Der Wirkstoff Ivermectin wird bereits seit längerem zur Behandlung und Prophylaxe von Covid-19 erforscht. Die Datenlage ist bislang allerdings nicht eindeutig: Einige Studien lieferten bereits vielversprechende Hinweise, eine Studie aus Lateinamerika konnte kürzlich jedoch keinen eindeutigen Nutzen ermitteln.
In-vitro-Studien hatten zunächst dazu geführt, dass Ivermectin als potenzieller Wirkstoff gegen Covid-19 in den Fokus rückte: In Zellkulturen konnte die Substanz die Replikation von Sars-CoV-2 um den Faktor 5000 senken. Allerdings wurde eine extrem hohe Konzentration verwendet, die mit einer normalen Dosierung nicht zu erreichen ist. Verschiedene Studien haben sich mittlerweile mit dem Einsatz am Menschen befasst und versucht, Hinweise auf die Wirksamkeit zu ermitteln.
In Lateinamerika konnte das Antiparasitikum nun nicht überzeugen: Die im Fachjournal „JAMA“ publizierten Ergebnisse können keine eindeutigen Hinweise liefern. Mediziner:innen des Centro de Estudios en Infectogía Pediatrica in Cali hatten 300 Menschen mit einem durchschnittlichen Alter von 37 Jahren auf Ivermectin oder Placebo randomisiert. Die jeweilige Behandlung wurde fünf Tage durchgeführt.
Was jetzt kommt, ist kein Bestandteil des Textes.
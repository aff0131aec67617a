//! Indexing-service reads: the product catalogue and purchase history.
//!
//! Results are one-shot snapshots. An empty list is a valid answer and is
//! kept distinct from a failed query.

use std::future::Future;
use std::sync::Arc;

use alloy_primitives::{Address, U256};

use crate::error::{Error, QueryError};
use crate::market::{Product, Purchase};
use crate::notify::{Notice, Notifier};

/// Which purchases to fetch.
#[derive(Debug, Clone, Copy, PartialEq, Eq)]
pub enum HistoryFilter {
    /// All purchases made by an account, most recent first.
    Account(Address),
    /// A single purchase.
    PurchaseId(U256),
}

/// Source of purchase records.
pub trait HistorySource: Send + Sync {
    /// Fetches purchases matching `filter`.
    fn purchases(
        &self,
        filter: HistoryFilter,
    ) -> impl Future<Output = Result<Vec<Purchase>, QueryError>> + Send;
}

/// Source of product listings.
pub trait ProductSource: Send + Sync {
    /// Lists products under a marketplace grouping.
    fn products(&self, planet: &str)
    -> impl Future<Output = Result<Vec<Product>, QueryError>> + Send;

    /// Fetches a single product, `None` if it does not exist.
    fn product(&self, id: U256) -> impl Future<Output = Result<Option<Product>, QueryError>> + Send;
}

/// Reads purchase history and reports failures as notices.
pub struct HistoryReader<S> {
    source: S,
    notifier: Arc<dyn Notifier>,
}

impl<S: std::fmt::Debug> std::fmt::Debug for HistoryReader<S> {
    fn fmt(&self, f: &mut std::fmt::Formatter<'_>) -> std::fmt::Result {
        f.debug_struct("HistoryReader")
            .field("source", &self.source)
            .finish_non_exhaustive()
    }
}

impl<S: HistorySource> HistoryReader<S> {
    /// Creates a reader over `source`.
    #[must_use]
    pub fn new(source: S, notifier: Arc<dyn Notifier>) -> Self {
        Self { source, notifier }
    }

    /// Queries purchases.
    ///
    /// Account queries are ordered by descending purchase id regardless of
    /// the order the service returned.
    ///
    /// # Errors
    ///
    /// Returns [`Error::Query`] if the service request fails, after notifying.
    pub async fn query(&self, filter: HistoryFilter) -> Result<Vec<Purchase>, Error> {
        match self.source.purchases(filter).await {
            Ok(mut purchases) => {
                if matches!(filter, HistoryFilter::Account(_)) {
                    purchases.sort_by(|a, b| b.id.cmp(&a.id));
                }
                if purchases.is_empty() {
                    self.notifier.notify(Notice::info("No purchases found."));
                }
                Ok(purchases)
            }
            Err(err) => {
                self.notifier.notify(Notice::error(format!(
                    "Failed to fetch purchase details: {err}"
                )));
                Err(err.into())
            }
        }
    }
}
//! Confirmation waiting.
//!
//! zkSync receipts for `0x71` transactions do not fit alloy's Ethereum
//! receipt envelope, so receipts are fetched raw and only the fields the
//! marketplace needs are decoded.

use std::time::Duration;

use alloy_primitives::{Address, TxHash, U64, U128};
use alloy_provider::Provider;
use alloy_rpc_types_eth::Log;
use alloy_sol_types::SolEvent;
use deworld::client::{ClientError, TxOutcome};
use serde::Deserialize;

use crate::contract::IDeworld;

/// Default delay between receipt polls.
pub const DEFAULT_POLL_INTERVAL: Duration = Duration::from_millis(1_000);

/// Subset of a transaction receipt common to Ethereum and zkSync.
#[derive(Debug, Clone, Deserialize)]
#[serde(rename_all = "camelCase")]
pub struct RawReceipt {
    /// Transaction hash.
    pub transaction_hash: TxHash,
    /// `1` for success, `0` for revert.
    #[serde(default)]
    pub status: Option<U64>,
    /// Gas consumed.
    pub gas_used: U64,
    /// Price actually paid per unit of gas.
    #[serde(default)]
    pub effective_gas_price: Option<U128>,
    /// Block the transaction was included in.
    #[serde(default)]
    pub block_number: Option<U64>,
    /// Emitted logs.
    #[serde(default)]
    pub logs: Vec<Log>,
}

impl RawReceipt {
    /// Whether execution reverted.
    #[must_use]
    pub fn is_reverted(&self) -> bool {
        self.status.is_some_and(|s| s.is_zero())
    }

    /// First `Sale` purchase id emitted by `marketplace`.
    #[must_use]
    pub fn purchase_id(&self, marketplace: Address) -> Option<alloy_primitives::U256> {
        self.logs
            .iter()
            .filter(|log| log.address() == marketplace)
            .find_map(|log| IDeworld::Sale::decode_log_data(log.data()).ok())
            .map(|sale| sale.purchaseId)
    }

    /// Normalizes into a [`TxOutcome`].
    #[must_use]
    pub fn into_outcome(self, marketplace: Option<Address>) -> TxOutcome {
        let purchase_id = marketplace.and_then(|m| self.purchase_id(m));
        TxOutcome {
            tx_hash: self.transaction_hash,
            block_number: self.block_number.map(|b| b.to::<u64>()),
            gas_used: self.gas_used.to::<u64>(),
            effective_gas_price: self
                .effective_gas_price
                .map(|p| p.to::<u128>())
                .filter(|p| *p != 0),
            purchase_id,
        }
    }
}

/// Polls for a receipt until it has the requested confirmations.
#[derive(Debug, Clone, Copy)]
pub struct ReceiptPoller {
    timeout: Duration,
    interval: Duration,
    marketplace: Option<Address>,
}

impl ReceiptPoller {
    /// Creates a poller that gives up after `timeout`.
    #[must_use]
    pub const fn new(timeout: Duration) -> Self {
        Self {
            timeout,
            interval: DEFAULT_POLL_INTERVAL,
            marketplace: None,
        }
    }

    /// Sets the delay between polls.
    #[must_use]
    pub const fn with_interval(mut self, interval: Duration) -> Self {
        self.interval = interval;
        self
    }

    /// Decodes `Sale` events emitted by `marketplace` into the outcome.
    #[must_use]
    pub const fn with_marketplace(mut self, marketplace: Address) -> Self {
        self.marketplace = Some(marketplace);
        self
    }

    /// Waits for `tx_hash` to be mined with at least `confirmations` blocks
    /// (minimum one).
    ///
    /// # Errors
    ///
    /// - [`ClientError::Reverted`] if the receipt reports failure
    /// - [`ClientError::ConfirmationTimeout`] if the deadline passes first
    /// - [`ClientError::Transport`] on RPC failure
    pub async fn wait<P: Provider>(
        &self,
        provider: &P,
        tx_hash: TxHash,
        confirmations: u64,
    ) -> Result<TxOutcome, ClientError> {
        tokio::time::timeout(self.timeout, self.poll(provider, tx_hash, confirmations.max(1)))
            .await
            .map_err(|_| ClientError::ConfirmationTimeout {
                tx_hash,
                timeout: self.timeout,
            })?
    }

    async fn poll<P: Provider>(
        &self,
        provider: &P,
        tx_hash: TxHash,
        confirmations: u64,
    ) -> Result<TxOutcome, ClientError> {
        loop {
            let receipt: Option<RawReceipt> = provider
                .raw_request("eth_getTransactionReceipt".into(), (tx_hash,))
                .await
                .map_err(ClientError::transport)?;
            if let Some(receipt) = receipt {
                if receipt.is_reverted() {
                    return Err(ClientError::Reverted { tx_hash });
                }
                if let Some(mined) = receipt.block_number {
                    let latest = provider
                        .get_block_number()
                        .await
                        .map_err(ClientError::transport)?;
                    let depth = latest.saturating_sub(mined.to::<u64>()) + 1;
                    if depth >= confirmations {
                        return Ok(receipt.into_outcome(self.marketplace));
                    }
                }
            }
            tokio::time::sleep(self.interval).await;
        }
    }
}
Als primärer Endpunkt galt die Dauer der Symptome: Durch die Einnahme von Ivermectin konnte zwar eine Verkürzung von zwölf auf zehn Tage beobachtet werden, die Spanne von zwei Tagen war jedoch nicht signifikant. Nach 21 Tagen hatten sich 82 Prozent der Ivermectin-Gruppe erholt, in der Placebo-Gruppe waren es 79 Prozent. Auch hier war die umgerechnete Differenz von etwas mehr als drei Tagen nicht signifikant.
Da die Teilnehmer der Studie insgesamt eher jünger waren, wurden keine schweren Verläufe befürchtet – nur 14 Probanden mussten stationär aufgenommen und behandelt werden. Bei vier der Betroffenen kam die Verschlechterung unmittelbar nach Studienbeginn zustande, sodass die potenzielle Wirkung der Behandlung nicht eintreten konnte. Die anderen Hospitalisierungen entfielen sowohl auf die Verum- (4 Personen) wie auch auf die Placebogruppe (6 Personen).
In Bezug auf die sekundären Endpunkte zeigten sich zwar auch tendenzielle Vorteile – beispielsweise in Bezug auf die Dauer des Fiebers und die Behandlungszeit im Krankenhaus – allerdings konnten auch hier keine signifikanten Unterschiede herausgestellt werden. Der Nutzen kann von den Forscher:innen daher nicht eindeutig ermittelt werden.
Derzeit laufen weltweit rund 60 Humanstudien zu Ivermectin: Dabei wird die Substanz sowohl in der Therapie wie auch in einer möglichen Prophylaxe erforscht. Eine großangelegte Metaanalyse der Weltgesundheitsorganisation (WHO) wertete zu Beginn des Jahres insgesamt 18 randomisierte und kontrollierte Studien zu Ivermectin und Covid-19 aus: Dabei konnte festgestellt werden, dass die Entzündungswerte unter der Therapie gesenkt werden konnten und eine signifikante Reduktion der Dauer möglicher Krankenhausaufenthalte erfolgte. In sechs Studien konnte eine Reduktion der Sterbewahrscheinlichkeit um 75 Prozent dargelegt werden. Manche arbeiten sind bislang nicht unabhängig begutachtet worden, auch die konkreten Dosierungen schwanken von Studie zu Studie und sind daher noch unklar.
In den USA ist der Wirkstoff seit Mitte Januar bereits als Therapieoption gelistet. Allerdings verweist die Leitlinie auf die noch recht dünne Studienlage. Eine klare Empfehlung gibt es daher nicht. Südamerika und Teile von Afrika erlauben die Anwendung bereits. Hierzulande ist der Wirkstoff zwar ebenfalls als potenziell wirksame Substanz gelistet, der Einsatz wird jedoch nur im Rahmen klinischer Studien empfohlen, bis weitere Daten vorliegen.